##### WORKING DATA

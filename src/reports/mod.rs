//! Moving transactions in and out of the application: CSV export and
//! import, and printable account statements.

pub mod http;
mod pdf;
mod rows;
pub mod services;

use chrono::NaiveDate;
use serde::Serialize;

pub use pdf::{render_statement, Statement};
pub use rows::{parse_rows, write_rows, CsvRow};

/// The outcome of importing a CSV file.
#[derive(Clone, Debug, Default, PartialEq, Serialize)]
#[serde(rename_all = "camelCase")]
pub struct ImportReport {
    pub imported: usize,
    pub errors: Vec<RowError>,
}

/// A row that could not be imported.
#[derive(Clone, Debug, PartialEq, Serialize)]
#[serde(rename_all = "camelCase")]
pub struct RowError {
    /// The row's line in the file, counting the header as line 1.
    pub line: usize,
    pub message: String,
}

/// An inclusive date range a report covers.
#[derive(Clone, Copy, Debug, Eq, PartialEq)]
pub struct Period {
    pub from: NaiveDate,
    pub to: NaiveDate,
}
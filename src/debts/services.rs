use tracing::info;
use uuid::Uuid;
use validator::Validate;

use crate::{
    repos::DynDebtRepo,
    service_err::{ServiceError, ServiceResult},
};

use super::{
    calculators::{InterestCalculation, InterestResult, ScheduleRow},
    Debt, DebtWithTotals, NewDebtData, PaymentData, PaymentOutcome,
};

#[derive(Clone)]
pub struct DebtService {
    debt_repo: DynDebtRepo,
}

impl DebtService {
    pub fn new(debt_repo: DynDebtRepo) -> Self {
        Self { debt_repo }
    }

    async fn find_debt(&self, owner_id: Uuid, debt_id: Uuid) -> ServiceResult<Debt> {
        self.debt_repo
            .get_debt(owner_id, debt_id)
            .await?
            .ok_or(ServiceError::NotFound("Debt"))
    }

    pub async fn list_debts(&self, owner_id: Uuid) -> ServiceResult<Vec<DebtWithTotals>> {
        Ok(self
            .debt_repo
            .list_debts(owner_id)
            .await?
            .into_iter()
            .map(DebtWithTotals::from)
            .collect())
    }

    pub async fn get_debt(&self, owner_id: Uuid, debt_id: Uuid) -> ServiceResult<DebtWithTotals> {
        Ok(self.find_debt(owner_id, debt_id).await?.into())
    }

    pub async fn create_debt(&self, owner_id: Uuid, data: NewDebtData) -> ServiceResult<DebtWithTotals> {
        data.validate()?;

        Ok(self.debt_repo.create_debt(owner_id, &data).await?.into())
    }

    pub async fn update_debt(
        &self,
        owner_id: Uuid,
        debt_id: Uuid,
        data: NewDebtData,
    ) -> ServiceResult<DebtWithTotals> {
        data.validate()?;

        self.debt_repo
            .update_debt(owner_id, debt_id, &data)
            .await?
            .map(DebtWithTotals::from)
            .ok_or(ServiceError::NotFound("Debt"))
    }

    pub async fn delete_debt(&self, owner_id: Uuid, debt_id: Uuid) -> ServiceResult<()> {
        if self.debt_repo.delete_debt(owner_id, debt_id).await? {
            Ok(())
        } else {
            Err(ServiceError::NotFound("Debt"))
        }
    }

    /// Pay towards a debt. Payments may not exceed what is still owed.
    pub async fn record_payment(
        &self,
        owner_id: Uuid,
        debt_id: Uuid,
        data: PaymentData,
    ) -> ServiceResult<DebtWithTotals> {
        data.validate()?;

        let outcome = self
            .debt_repo
            .record_payment(owner_id, debt_id, data.amount)
            .await?
            .ok_or(ServiceError::NotFound("Debt"))?;

        let debt = match outcome {
            PaymentOutcome::Recorded(debt) => debt,
            PaymentOutcome::AlreadyPaid => {
                return Err(ServiceError::Invalid("This debt is already paid.".to_owned()))
            }
            PaymentOutcome::ExceedsOutstanding(outstanding) => {
                return Err(ServiceError::Invalid(format!(
                    "The payment exceeds the outstanding amount of {}.",
                    outstanding
                )))
            }
        };

        info!(debt_id = %debt.id, amount = data.amount, is_paid = debt.is_paid, "Recorded debt payment.");

        Ok(debt.into())
    }

    pub async fn schedule(&self, owner_id: Uuid, debt_id: Uuid) -> ServiceResult<Vec<ScheduleRow>> {
        Ok(self.find_debt(owner_id, debt_id).await?.schedule())
    }

    pub fn calculate_interest(&self, calculation: InterestCalculation) -> ServiceResult<InterestResult> {
        calculation.validate()?;

        Ok(calculation.calculate())
    }
}
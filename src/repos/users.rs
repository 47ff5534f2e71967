use std::sync::Arc;

use anyhow::Result;
use async_trait::async_trait;
use thiserror::Error;
use uuid::Uuid;

use crate::{
    categories::DEFAULT_CATEGORIES,
    currency::Currency,
    database::PostgresConnection,
    users::{NewUser, User, UserUpdateData},
};

use super::{accounts, is_unique_violation};

/// Name of the account every user starts with.
pub const DEFAULT_ACCOUNT_NAME: &str = "Cash";

#[derive(Debug, Error)]
pub enum UserPersistenceError {
    #[error("duplicate email address: {0}")]
    DuplicateEmail(String),

    #[error("unknown currency: {0}")]
    UnknownCurrency(String),

    #[error(transparent)]
    Other(#[from] anyhow::Error),
}

impl From<sqlx::Error> for UserPersistenceError {
    fn from(error: sqlx::Error) -> Self {
        Self::Other(error.into())
    }
}

pub type DynUserRepo = Arc<dyn UserRepo + Send + Sync>;

#[async_trait]
pub trait UserRepo {
    /// Register a user together with their default account and categories.
    async fn persist_new_user(
        &self,
        user: &NewUser,
        password_hash: &str,
    ) -> Result<User, UserPersistenceError>;

    async fn get_user(&self, user_id: Uuid) -> Result<Option<User>>;

    /// Look up a user by their normalized email address.
    async fn get_user_by_email(&self, email: &str) -> Result<Option<User>>;

    async fn update_user(
        &self,
        user_id: Uuid,
        data: &UserUpdateData,
    ) -> Result<User, UserPersistenceError>;

    async fn update_password(&self, user_id: Uuid, password_hash: &str) -> Result<()>;

    async fn get_currency(&self, code: &str) -> Result<Option<Currency>>;
}

#[async_trait]
impl UserRepo for PostgresConnection {
    async fn persist_new_user(
        &self,
        user: &NewUser,
        password_hash: &str,
    ) -> Result<User, UserPersistenceError> {
        if self.get_currency(user.currency()).await?.is_none() {
            return Err(UserPersistenceError::UnknownCurrency(
                user.currency().to_owned(),
            ));
        }

        let mut tx = self.begin().await?;

        let email = user.email().normalized();
        let saved = sqlx::query_as::<_, User>(
            r#"
            INSERT INTO "user" (id, name, email, password, currency)
            VALUES ($1, $2, $3, $4, $5)
            RETURNING *
            "#,
        )
        .bind(user.id())
        .bind(user.name())
        .bind(&email)
        .bind(password_hash)
        .bind(user.currency())
        .fetch_one(&mut tx)
        .await
        .map_err(|error| {
            if is_unique_violation(&error) {
                UserPersistenceError::DuplicateEmail(email.clone())
            } else {
                error.into()
            }
        })?;

        accounts::insert_account(&mut tx, saved.id, DEFAULT_ACCOUNT_NAME, None, true).await?;

        for (name, kind) in DEFAULT_CATEGORIES {
            sqlx::query(
                r#"
                INSERT INTO category (owner_id, name, kind)
                VALUES ($1, $2, $3)
                "#,
            )
            .bind(saved.id)
            .bind(name)
            .bind(kind)
            .execute(&mut tx)
            .await?;
        }

        tx.commit().await?;

        Ok(saved)
    }

    async fn get_user(&self, user_id: Uuid) -> Result<Option<User>> {
        Ok(sqlx::query_as::<_, User>(
            r#"
            SELECT *
            FROM "user"
            WHERE id = $1
            "#,
        )
        .bind(user_id)
        .fetch_optional(&**self)
        .await?)
    }

    async fn get_user_by_email(&self, email: &str) -> Result<Option<User>> {
        Ok(sqlx::query_as::<_, User>(
            r#"
            SELECT *
            FROM "user"
            WHERE email = $1
            "#,
        )
        .bind(email)
        .fetch_optional(&**self)
        .await?)
    }

    async fn update_user(
        &self,
        user_id: Uuid,
        data: &UserUpdateData,
    ) -> Result<User, UserPersistenceError> {
        let currency = data.currency.trim().to_uppercase();
        if self.get_currency(&currency).await?.is_none() {
            return Err(UserPersistenceError::UnknownCurrency(currency));
        }

        Ok(sqlx::query_as::<_, User>(
            r#"
            UPDATE "user"
            SET name = $2, currency = $3, updated_at = NOW()
            WHERE id = $1
            RETURNING *
            "#,
        )
        .bind(user_id)
        .bind(data.name.trim())
        .bind(&currency)
        .fetch_one(&**self)
        .await?)
    }

    async fn update_password(&self, user_id: Uuid, password_hash: &str) -> Result<()> {
        sqlx::query(
            r#"
            UPDATE "user"
            SET password = $2, updated_at = NOW()
            WHERE id = $1
            "#,
        )
        .bind(user_id)
        .bind(password_hash)
        .execute(&**self)
        .await?;

        Ok(())
    }

    async fn get_currency(&self, code: &str) -> Result<Option<Currency>> {
        Ok(sqlx::query_as::<_, Currency>(
            r#"
            SELECT code, symbol, minor_units
            FROM currency
            WHERE code = $1
            "#,
        )
        .bind(code)
        .fetch_optional(&**self)
        .await?)
    }
}
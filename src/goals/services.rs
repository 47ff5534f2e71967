use chrono::NaiveDate;
use tracing::info;
use uuid::Uuid;
use validator::Validate;

use crate::{
    accounts::services::AccountService,
    repos::DynGoalRepo,
    service_err::{ServiceError, ServiceResult},
    transactions::{NewTransactionData, TransactionKind},
};

use super::{ContributionData, GoalProgress, NewGoalData, SavingGoal};

#[derive(Clone)]
pub struct GoalService {
    goal_repo: DynGoalRepo,
    account_service: AccountService,
}

/// The expense recorded on a goal's account for a contribution.
fn contribution_entry(goal: &SavingGoal, account_id: Uuid, amount: i64, today: NaiveDate) -> NewTransactionData {
    NewTransactionData {
        account_id,
        category_id: None,
        kind: TransactionKind::Expense,
        amount,
        description: format!("Contribution to {}", goal.name),
        date: today,
        recurrence: None,
    }
}

impl GoalService {
    pub fn new(goal_repo: DynGoalRepo, account_service: AccountService) -> Self {
        Self {
            goal_repo,
            account_service,
        }
    }

    async fn check_account(&self, owner_id: Uuid, data: &NewGoalData) -> ServiceResult<()> {
        if let Some(account_id) = data.account_id {
            self.account_service.get_account(owner_id, account_id).await?;
        }

        Ok(())
    }

    async fn find_goal(&self, owner_id: Uuid, goal_id: Uuid) -> ServiceResult<SavingGoal> {
        self.goal_repo
            .get_goal(owner_id, goal_id)
            .await?
            .ok_or(ServiceError::NotFound("Goal"))
    }

    pub async fn list_goals(&self, owner_id: Uuid, today: NaiveDate) -> ServiceResult<Vec<GoalProgress>> {
        Ok(self
            .goal_repo
            .list_goals(owner_id)
            .await?
            .into_iter()
            .map(|goal| GoalProgress::new(goal, today))
            .collect())
    }

    pub async fn get_goal(
        &self,
        owner_id: Uuid,
        goal_id: Uuid,
        today: NaiveDate,
    ) -> ServiceResult<GoalProgress> {
        Ok(GoalProgress::new(self.find_goal(owner_id, goal_id).await?, today))
    }

    pub async fn create_goal(
        &self,
        owner_id: Uuid,
        data: NewGoalData,
        today: NaiveDate,
    ) -> ServiceResult<GoalProgress> {
        data.validate()?;
        self.check_account(owner_id, &data).await?;

        let goal = self.goal_repo.create_goal(owner_id, &data).await?;

        Ok(GoalProgress::new(goal, today))
    }

    pub async fn update_goal(
        &self,
        owner_id: Uuid,
        goal_id: Uuid,
        data: NewGoalData,
        today: NaiveDate,
    ) -> ServiceResult<GoalProgress> {
        data.validate()?;
        self.check_account(owner_id, &data).await?;

        let goal = self
            .goal_repo
            .update_goal(owner_id, goal_id, &data)
            .await?
            .ok_or(ServiceError::NotFound("Goal"))?;

        Ok(GoalProgress::new(goal, today))
    }

    pub async fn delete_goal(&self, owner_id: Uuid, goal_id: Uuid) -> ServiceResult<()> {
        if self.goal_repo.delete_goal(owner_id, goal_id).await? {
            Ok(())
        } else {
            Err(ServiceError::NotFound("Goal"))
        }
    }

    /// Add to a goal. When the goal draws from an account the amount is
    /// also recorded there as an expense.
    pub async fn contribute(
        &self,
        owner_id: Uuid,
        goal_id: Uuid,
        data: ContributionData,
        today: NaiveDate,
    ) -> ServiceResult<GoalProgress> {
        data.validate()?;
        let goal = self.find_goal(owner_id, goal_id).await?;

        let withdrawal = match goal.account_id {
            Some(account_id) => {
                self.account_service.get_account(owner_id, account_id).await?;

                Some((owner_id, contribution_entry(&goal, account_id, data.amount, today)))
            }
            None => None,
        };

        let goal = self
            .goal_repo
            .contribute(goal.id, data.amount, withdrawal)
            .await?;

        info!(goal_id = %goal.id, amount = data.amount, "Recorded goal contribution.");

        Ok(GoalProgress::new(goal, today))
    }
}
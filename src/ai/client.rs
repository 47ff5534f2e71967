//! A client for OpenAI compatible chat completion APIs.

use std::time::Duration;

use async_trait::async_trait;
use reqwest::Client;
use serde::{Deserialize, Serialize};
use serde_json::{json, Value};
use thiserror::Error;
use tracing::debug;

/// A message in the wire format of the chat completions API.
#[derive(Clone, Debug, Default, Deserialize, PartialEq, Serialize)]
pub struct ChatMessage {
    pub role: String,
    #[serde(default)]
    pub content: Option<String>,
    #[serde(default, skip_serializing_if = "Vec::is_empty")]
    pub tool_calls: Vec<ToolCall>,
    #[serde(default, skip_serializing_if = "Option::is_none")]
    pub tool_call_id: Option<String>,
}

impl ChatMessage {
    pub fn text(role: &str, content: impl Into<String>) -> Self {
        Self {
            role: role.to_owned(),
            content: Some(content.into()),
            ..Default::default()
        }
    }

    pub fn tool_result(tool_call_id: &str, content: &Value) -> Self {
        Self {
            role: "tool".to_owned(),
            content: Some(content.to_string()),
            tool_call_id: Some(tool_call_id.to_owned()),
            ..Default::default()
        }
    }
}

#[derive(Clone, Debug, Deserialize, PartialEq, Serialize)]
pub struct ToolCall {
    pub id: String,
    #[serde(rename = "type", default = "function_type")]
    pub kind: String,
    pub function: FunctionCall,
}

fn function_type() -> String {
    "function".to_owned()
}

#[derive(Clone, Debug, Deserialize, PartialEq, Serialize)]
pub struct FunctionCall {
    pub name: String,
    /// JSON encoded arguments, exactly as the model produced them.
    pub arguments: String,
}

/// A function the model may call.
#[derive(Clone, Debug)]
pub struct ToolDefinition {
    pub name: &'static str,
    pub description: &'static str,
    pub parameters: Value,
}

impl ToolDefinition {
    fn to_json(&self) -> Value {
        json!({
            "type": "function",
            "function": {
                "name": self.name,
                "description": self.description,
                "parameters": self.parameters,
            },
        })
    }
}

#[derive(Debug, Error)]
pub enum ProviderError {
    #[error("request failed: {0}")]
    Request(#[from] reqwest::Error),

    #[error("provider answered {status}: {body}")]
    Status { status: u16, body: String },

    #[error("provider returned no choices")]
    NoChoices,
}

#[async_trait]
pub trait ChatClient {
    /// Ask the model for the next message in the conversation.
    async fn complete(
        &self,
        messages: &[ChatMessage],
        tools: &[ToolDefinition],
    ) -> Result<ChatMessage, ProviderError>;
}

pub struct OpenAiClient {
    http_client: Client,
    base_url: String,
    api_key: String,
    model: String,
}

impl OpenAiClient {
    pub fn new(base_url: &str, api_key: String, model: String) -> Result<Self, ProviderError> {
        let http_client = Client::builder().timeout(Duration::from_secs(60)).build()?;

        Ok(Self {
            http_client,
            base_url: base_url.trim_end_matches('/').to_owned(),
            api_key,
            model,
        })
    }
}

#[derive(Deserialize)]
struct CompletionResponse {
    choices: Vec<Choice>,
}

#[derive(Deserialize)]
struct Choice {
    message: ChatMessage,
}

#[async_trait]
impl ChatClient for OpenAiClient {
    async fn complete(
        &self,
        messages: &[ChatMessage],
        tools: &[ToolDefinition],
    ) -> Result<ChatMessage, ProviderError> {
        let body = json!({
            "model": self.model,
            "messages": messages,
            "tools": tools.iter().map(ToolDefinition::to_json).collect::<Vec<_>>(),
        });

        let response = self
            .http_client
            .post(format!("{}/chat/completions", self.base_url))
            .bearer_auth(&self.api_key)
            .json(&body)
            .send()
            .await?;

        let status = response.status();
        if !status.is_success() {
            let body = response.text().await.unwrap_or_default();

            return Err(ProviderError::Status {
                status: status.as_u16(),
                body,
            });
        }

        let completion: CompletionResponse = response.json().await?;
        debug!(choices = completion.choices.len(), "Received chat completion.");

        completion
            .choices
            .into_iter()
            .next()
            .map(|choice| choice.message)
            .ok_or(ProviderError::NoChoices)
    }
}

##########

- **EXERCISE**
Return every line above that contains the word "DynGoalRepo".

- **SOLUTION**
    repos::DynGoalRepo,
    goal_repo: DynGoalRepo,
    pub fn new(goal_repo: DynGoalRepo, account_service: AccountService) -> Self {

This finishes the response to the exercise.